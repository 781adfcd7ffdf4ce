//! 样式级联：计算某元素在某瞬间的属性值。
//!
//! 每个属性按固定顺序回退，命中即止：
//!
//! 1. 元素上的指定值（字面值，或沿命名样式的 `extends` 链解析）；
//! 2. 可继承属性取父元素的计算值；
//! 3. 允许区域级默认的属性取区域的计算值——可继承属性的继承链在
//!    body 根处没有父元素，正是经由这一步落到区域上，区域因此充当
//!    顶层内容的继承根；
//! 4. 文档初始值映射；
//! 5. 属性的固有初始值。
//!
//! 激活中的样式动画步（`set`）叠加在以上所有步骤之上。
//!
//! 解析器的记忆缓存以 `(元素, 属性)` 为键，生命周期只覆盖单次 ISD
//! 构建中的一个区域上下文：同一元素在不同区域里的继承来源不同，计算
//! 值可能不同，跨构建复用则会在文档被过滤器修改后泄漏陈旧值。

use std::cell::RefCell;
use std::collections::HashMap;

use tracing::warn;

use crate::model::{ContentDocument, ElementId, SpecifiedStyle};
use crate::style::{StyleProperty, StyleValue};
use crate::time::TimeOffset;
use crate::timing::ResolvedTiming;

/// 单区域、单瞬间的级联求值器。
pub(crate) struct StyleResolver<'a> {
    doc: &'a ContentDocument,
    timing: &'a ResolvedTiming,
    offset: TimeOffset,
    region: ElementId,
    cache: RefCell<HashMap<(ElementId, StyleProperty), Option<StyleValue>>>,
}

impl<'a> StyleResolver<'a> {
    pub(crate) fn new(
        doc: &'a ContentDocument,
        timing: &'a ResolvedTiming,
        offset: TimeOffset,
        region: ElementId,
    ) -> Self {
        Self {
            doc,
            timing,
            offset,
            region,
            cache: RefCell::new(HashMap::new()),
        }
    }

    /// 计算元素某属性在本瞬间的值。
    ///
    /// 对存在于文档中的元素总能得到一个值（第 5 步兜底）；句柄失效时
    /// 返回 `None` 并记录告警。适用性过滤由调用方负责。
    pub(crate) fn computed(&self, id: ElementId, property: StyleProperty) -> Option<StyleValue> {
        let key = (id, property);
        if let Some(cached) = self.cache.borrow().get(&key) {
            return cached.clone();
        }
        let value = self.compute_uncached(id, property);
        self.cache.borrow_mut().insert(key, value.clone());
        value
    }

    fn compute_uncached(&self, id: ElementId, property: StyleProperty) -> Option<StyleValue> {
        let Some(el) = self.doc.get(id) else {
            warn!("级联遇到失效的元素句柄，按不适用处理");
            return None;
        };

        // 激活中的动画步压过一切静态来源
        if let Some(animated) = self.active_animation(id, property) {
            return Some(animated);
        }

        // 第 1 步：指定值
        if let Some(specified) = el.specified_style(property) {
            match specified {
                SpecifiedStyle::Literal(value) => return Some(value.clone()),
                SpecifiedStyle::Reference(style_id) => {
                    if let Some(value) = self.doc.resolve_named_style(style_id, property) {
                        return Some(value.clone());
                    }
                    warn!(
                        "属性 {property} 引用的命名样式 {style_id} 没有给出定义，继续回退"
                    );
                }
            }
        }
        if let Some(style_id) = el.style_ref()
            && let Some(value) = self.doc.resolve_named_style(style_id, property)
        {
            return Some(value.clone());
        }

        // 第 2 步：可继承属性取父元素的计算值
        if property.is_inherited()
            && let Some(parent) = el.parent()
            && let Some(value) = self.computed(parent, property)
        {
            return Some(value);
        }

        // 第 3 步：区域级默认值。body 根没有父元素，可继承属性的
        // 继承链在这里落到区域上
        if property.allows_region_default()
            && id != self.region
            && let Some(value) = self.computed(self.region, property)
        {
            return Some(value);
        }

        // 第 4 步：文档初始值
        if let Some(value) = self.doc.initial_value(property) {
            return Some(value.clone());
        }

        // 第 5 步：固有初始值
        Some(property.initial_value())
    }

    /// 在本瞬间激活、且目标为该属性的动画步里挑出生效的一条：
    /// 起点最晚者优先，起点相同时按文档顺序后写的覆盖先写的。
    fn active_animation(&self, id: ElementId, property: StyleProperty) -> Option<StyleValue> {
        let el = self.doc.get(id)?;
        if el.animations().is_empty() {
            return None;
        }
        let interval = self.timing.interval(id)?;
        el.animations()
            .iter()
            .filter(|step| step.property == property)
            .filter_map(|step| {
                let begin = interval.begin + step.begin.unwrap_or(TimeOffset::ZERO);
                let end = step.end.map(|e| interval.begin + e).or(interval.end);
                let active = self.offset >= begin
                    && interval.contains(begin)
                    && end.is_none_or(|e| self.offset < e);
                active.then_some((begin, &step.value))
            })
            .max_by_key(|(begin, _)| *begin)
            .map(|(_, value)| value.clone())
    }
}

#[cfg(test)]
mod tests {
    use super::*;
    use crate::model::{ElementKind, NamedStyle, StyleStep, Timing};
    use crate::style::value::{FontWeight, Rgba};

    struct Fixture {
        doc: ContentDocument,
        region: ElementId,
        body: ElementId,
        p: ElementId,
        span: ElementId,
    }

    fn fixture() -> Fixture {
        let mut doc = ContentDocument::new();
        let region = doc.create_element(ElementKind::Region {
            id: "r1".to_string(),
        });
        doc.put_region(region).unwrap();
        let body = doc.create_element(ElementKind::Body);
        doc.set_body(body).unwrap();
        let p = doc.create_element(ElementKind::P);
        doc.get_mut(p).unwrap().set_region_ref("r1");
        doc.append_child(body, p).unwrap();
        let span = doc.create_element(ElementKind::Span);
        doc.append_child(p, span).unwrap();
        Fixture {
            doc,
            region,
            body,
            p,
            span,
        }
    }

    fn resolver_at<'a>(
        doc: &'a ContentDocument,
        timing: &'a ResolvedTiming,
        region: ElementId,
        offset: i64,
    ) -> StyleResolver<'a> {
        StyleResolver::new(doc, timing, TimeOffset::from_seconds(offset), region)
    }

    #[test]
    fn test_specified_value_wins() {
        let mut f = fixture();
        f.doc
            .get_mut(f.span)
            .unwrap()
            .set_style(StyleProperty::Color, StyleValue::Color(Rgba::BLACK));
        let timing = ResolvedTiming::resolve(&f.doc);
        let resolver = resolver_at(&f.doc, &timing, f.region, 0);
        assert_eq!(
            resolver.computed(f.span, StyleProperty::Color),
            Some(StyleValue::Color(Rgba::BLACK))
        );
    }

    #[test]
    fn test_inherited_property_takes_parent_computed_value() {
        let mut f = fixture();
        f.doc
            .get_mut(f.p)
            .unwrap()
            .set_style(StyleProperty::Color, StyleValue::Color(Rgba::BLACK));
        let timing = ResolvedTiming::resolve(&f.doc);
        let resolver = resolver_at(&f.doc, &timing, f.region, 0);
        assert_eq!(
            resolver.computed(f.span, StyleProperty::Color),
            Some(StyleValue::Color(Rgba::BLACK))
        );
    }

    #[test]
    fn test_non_inherited_property_skips_parent() {
        let mut f = fixture();
        f.doc.get_mut(f.p).unwrap().set_style(
            StyleProperty::BackgroundColor,
            StyleValue::Color(Rgba::BLACK),
        );
        let timing = ResolvedTiming::resolve(&f.doc);
        let resolver = resolver_at(&f.doc, &timing, f.region, 0);
        // span 不取父元素的背景色，落到固有初始值（透明）
        assert_eq!(
            resolver.computed(f.span, StyleProperty::BackgroundColor),
            Some(StyleValue::Color(Rgba::TRANSPARENT))
        );
    }

    #[test]
    fn test_region_is_inheritance_root() {
        let mut f = fixture();
        f.doc
            .get_mut(f.region)
            .unwrap()
            .set_style(StyleProperty::Color, StyleValue::Color(Rgba::BLACK));
        let timing = ResolvedTiming::resolve(&f.doc);
        let resolver = resolver_at(&f.doc, &timing, f.region, 0);
        // span → p → body → region，区域上的定义被顶层内容继承
        assert_eq!(
            resolver.computed(f.span, StyleProperty::Color),
            Some(StyleValue::Color(Rgba::BLACK))
        );
    }

    #[test]
    fn test_region_default_applies_at_tree_root() {
        let mut f = fixture();
        f.doc
            .get_mut(f.region)
            .unwrap()
            .set_style(StyleProperty::Color, StyleValue::Color(Rgba::BLACK));
        f.doc.get_mut(f.region).unwrap().set_style(
            StyleProperty::BackgroundColor,
            StyleValue::Color(Rgba::BLACK),
        );
        let timing = ResolvedTiming::resolve(&f.doc);
        let resolver = resolver_at(&f.doc, &timing, f.region, 0);
        // body 没有父元素，可继承属性经区域级默认落到区域上
        assert_eq!(
            resolver.computed(f.body, StyleProperty::Color),
            Some(StyleValue::Color(Rgba::BLACK))
        );
        // 不允许区域级默认的属性不取区域的值
        assert_eq!(
            resolver.computed(f.body, StyleProperty::BackgroundColor),
            Some(StyleValue::Color(Rgba::TRANSPARENT))
        );
    }

    #[test]
    fn test_region_default_loses_to_ancestor_value() {
        let mut f = fixture();
        f.doc
            .get_mut(f.region)
            .unwrap()
            .set_style(StyleProperty::Color, StyleValue::Color(Rgba::BLACK));
        f.doc
            .get_mut(f.body)
            .unwrap()
            .set_style(StyleProperty::Color, StyleValue::Color(Rgba::WHITE));
        let timing = ResolvedTiming::resolve(&f.doc);
        let resolver = resolver_at(&f.doc, &timing, f.region, 0);
        // 祖先（body）的值优先于区域默认值
        assert_eq!(
            resolver.computed(f.span, StyleProperty::Color),
            Some(StyleValue::Color(Rgba::WHITE))
        );
    }

    #[test]
    fn test_document_initial_value_precedes_intrinsic_default() {
        let mut f = fixture();
        f.doc
            .set_initial_value(StyleProperty::Color, StyleValue::Color(Rgba::BLACK));
        let timing = ResolvedTiming::resolve(&f.doc);
        let resolver = resolver_at(&f.doc, &timing, f.region, 0);
        assert_eq!(
            resolver.computed(f.span, StyleProperty::Color),
            Some(StyleValue::Color(Rgba::BLACK))
        );
    }

    #[test]
    fn test_named_style_reference_on_element() {
        let mut f = fixture();
        let mut bold = NamedStyle::new("bold");
        bold.styles.insert(
            StyleProperty::FontWeight,
            StyleValue::FontWeight(FontWeight::Bold),
        );
        f.doc.put_named_style(bold).unwrap();
        f.doc.get_mut(f.span).unwrap().set_style_ref("bold");
        let timing = ResolvedTiming::resolve(&f.doc);
        let resolver = resolver_at(&f.doc, &timing, f.region, 0);
        assert_eq!(
            resolver.computed(f.span, StyleProperty::FontWeight),
            Some(StyleValue::FontWeight(FontWeight::Bold))
        );
    }

    #[test]
    fn test_latest_starting_animation_step_wins() {
        let mut f = fixture();
        {
            let p = f.doc.get_mut(f.p).unwrap();
            p.set_timing(Timing {
                begin: Some(TimeOffset::from_seconds(0)),
                end: Some(TimeOffset::from_seconds(10)),
                ..Timing::default()
            });
            p.push_animation(StyleStep {
                property: StyleProperty::Color,
                value: StyleValue::Color(Rgba::BLACK),
                begin: Some(TimeOffset::from_seconds(2)),
                end: None,
            });
            p.push_animation(StyleStep {
                property: StyleProperty::Color,
                value: StyleValue::Color(Rgba::new(255, 0, 0, 255)),
                begin: Some(TimeOffset::from_seconds(5)),
                end: None,
            });
        }
        let timing = ResolvedTiming::resolve(&f.doc);

        // t=3：只有第一条激活
        let resolver = resolver_at(&f.doc, &timing, f.region, 3);
        assert_eq!(
            resolver.computed(f.p, StyleProperty::Color),
            Some(StyleValue::Color(Rgba::BLACK))
        );
        // t=7：两条都激活，起点更晚的覆盖
        let resolver = resolver_at(&f.doc, &timing, f.region, 7);
        assert_eq!(
            resolver.computed(f.p, StyleProperty::Color),
            Some(StyleValue::Color(Rgba::new(255, 0, 0, 255)))
        );
    }

    #[test]
    fn test_tied_animation_steps_resolve_by_document_order() {
        let mut f = fixture();
        {
            let p = f.doc.get_mut(f.p).unwrap();
            p.set_timing(Timing {
                begin: Some(TimeOffset::from_seconds(0)),
                end: Some(TimeOffset::from_seconds(10)),
                ..Timing::default()
            });
            for color in [Rgba::BLACK, Rgba::WHITE] {
                p.push_animation(StyleStep {
                    property: StyleProperty::Color,
                    value: StyleValue::Color(color),
                    begin: Some(TimeOffset::from_seconds(1)),
                    end: None,
                });
            }
        }
        let timing = ResolvedTiming::resolve(&f.doc);
        let resolver = resolver_at(&f.doc, &timing, f.region, 2);
        // 起点相同，文档顺序靠后的获胜
        assert_eq!(
            resolver.computed(f.p, StyleProperty::Color),
            Some(StyleValue::Color(Rgba::WHITE))
        );
    }

    #[test]
    fn test_animation_step_inherits_down_to_children() {
        let mut f = fixture();
        {
            let p = f.doc.get_mut(f.p).unwrap();
            p.set_timing(Timing {
                begin: Some(TimeOffset::from_seconds(0)),
                end: Some(TimeOffset::from_seconds(10)),
                ..Timing::default()
            });
            p.push_animation(StyleStep {
                property: StyleProperty::Color,
                value: StyleValue::Color(Rgba::BLACK),
                begin: None,
                end: None,
            });
        }
        let timing = ResolvedTiming::resolve(&f.doc);
        let resolver = resolver_at(&f.doc, &timing, f.region, 4);
        // 子元素通过继承看到父元素被动画覆盖后的计算值
        assert_eq!(
            resolver.computed(f.span, StyleProperty::Color),
            Some(StyleValue::Color(Rgba::BLACK))
        );
    }
}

**********

WHAT YOU HAVE TO DO » Copy out every line of the listing that contains the string "struct".

ANSWER SPACE »
pub(crate) struct StyleResolver<'a> {
    struct Fixture {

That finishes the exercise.